June 19, 2018
We should not be quite so quick to demonise the open plan office
There is a witch hunt on in the workplace. “Open plan” has become a dirty word and the national press are leading the mob in vilifying this so-called scourge. The Guardian, The Independent, The Telegraph, The Daily Mail and Business Week have all reported that “we can’t get anything done in an open-plan office” as it affects our concentration, our performance and our health. These news items are all damning, but perhaps not as damming as the Wikipedia entry on open plan which states: “A systematic survey of research upon the effects of open plan offices found frequent negative effects in some traditional workplaces: high levels of noise, stress, conflict, high blood pressure and a high staff turnover… Most people prefer closed offices… there is a dearth of studies confirming positive impacts on productivity from open plan office designs”.
The latest attack on open plan appears to be the consequence of three recent(ish) reports:
A Danish study by Jan Pejtersen et al (2011) which found that the average reported sickness absence of 2,403 Danish workers was higher in open-plan working environments (8.1 days) compared to private single offices (4.9 days).

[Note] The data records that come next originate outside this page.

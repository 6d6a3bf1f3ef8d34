use crate::classify::QuadrantMapping;
use clap::{Parser, Subcommand};
use std::path::PathBuf;

#[derive(Parser, Debug)]
#[command(name = "eisenmatrix", version, about = "Eisenhower priority matrix in the terminal")]
pub struct Cli {
    /// Save file to load from and write to
    #[arg(long, global = true)]
    pub file: Option<PathBuf>,
    /// Keep tasks in memory only for this run
    #[arg(long, global = true)]
    pub no_save: bool,
    /// Which quadrant the off-diagonal flag combinations go to
    #[arg(long, global = true, value_enum)]
    pub mapping: Option<QuadrantMapping>,
    /// Log target: off, stderr, or a file path
    #[arg(long, global = true)]
    pub log: Option<String>,
    /// Log at debug level
    #[arg(long, short, global = true)]
    pub verbose: bool,
    #[command(subcommand)]
    pub command: Option<Command>,
}

#[derive(Subcommand, Debug)]
pub enum Command {
    /// Launch the interactive matrix
    Tui,
    /// Add a task without opening the matrix
    Add {
        /// Task text
        text: String,
        /// Mark the task urgent
        #[arg(long, short)]
        urgent: bool,
        /// Mark the task important
        #[arg(long, short)]
        important: bool,
    },
    /// List tasks by quadrant
    List {
        /// Only show one quadrant (e.g. urgent-important)
        #[arg(long)]
        category: Option<String>,
    },
    /// Flip a task between open and completed
    Toggle {
        /// Quadrant of the task (e.g. not-urgent-important)
        category: String,
        /// Position of the task within its quadrant, as shown by `list`
        index: usize,
    },
    /// Remove every task and delete the save file
    Clear,
    /// Print the save file and config file locations
    Path,
}

#[cfg(test)]
mod tests {
    use super::*;

    #[test]
    fn no_subcommand_means_tui() {
        let cli = Cli::try_parse_from(["eisenmatrix"]).unwrap();
        assert!(cli.command.is_none());
        assert!(!cli.no_save);
    }

    #[test]
    fn add_takes_flags_and_global_options() {
        let cli = Cli::try_parse_from([
            "eisenmatrix",
            "add",
            "Finish report",
            "-u",
            "--important",
            "--file",
            "tasks.json",
            "--mapping",
            "transposed",
        ])
        .unwrap();
        assert_eq!(cli.file, Some(PathBuf::from("tasks.json")));
        assert_eq!(cli.mapping, Some(QuadrantMapping::Transposed));
        match cli.command {
            Some(Command::Add {
                text,
                urgent,
                important,
            }) => {
                assert_eq!(text, "Finish report");
                assert!(urgent && important);
            }
            other => panic!("unexpected {other:?}"),
        }
    }

    #[test]
    fn toggle_requires_index() {
        assert!(Cli::try_parse_from(["eisenmatrix", "toggle", "urgent-important"]).is_err());
        let cli = Cli::try_parse_from(["eisenmatrix", "toggle", "urgent-important", "2"]).unwrap();
        assert!(matches!(
            cli.command,
            Some(Command::Toggle { index: 2, .. })
        ));
    }
}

Gensler’s U.S. Workplace Survey (2013) of 2,035 randomly sampled knowledge workers found that “only one in four U.S. workers are in optimal workplace environments. The rest are struggling to work effectively, resulting in lost productivity, innovation, and worker engagement”.
Jungsoo Kim and Richard de Dear’s (2013) re-analysis of a U.S. survey of 42,764 respondents concluded “our results categorically contradict the industry-accepted wisdom that open-plan layout enhances communication between colleagues… This study showed that occupants’ satisfaction on the interaction issue was actually higher for occupants of private offices”.
A fresh look at the facts
So, assuming we are not all going to be given a luxurious corner office suite, we might as well pack up and go home now. Or we could take a deep breath and look at the facts presented in a little more detail than the sensation-seeking hacks at the national press.
In detailed studies like the Danish report I always look for the confounding variables; like a statistical sleuth I seek what they may have missed. The Danish study is pretty thorough and they do control for variables such as obesity and smoking, however I did spot that significantly more of those in private offices are “higher white collar” workers compared to those in open plan. I presume this difference in socio-economic status is reflected in salary, reward, respect, trust, freedom etc. I can’t help but feel the background and role of the people in offices will have more impact than their location, especially as the absenteeism rates in the report are based on self-reporting and recall. The line in the Danish report that I least understood was “as sickness absence is a rare event, Poisson regression was used to model the number of self-reported sickness absence days”. So despite me being about to dis the report for using self-reported absenteeism which is highly subjective, it seems the absenteeism rate was a prediction, an estimation, and not actually reported.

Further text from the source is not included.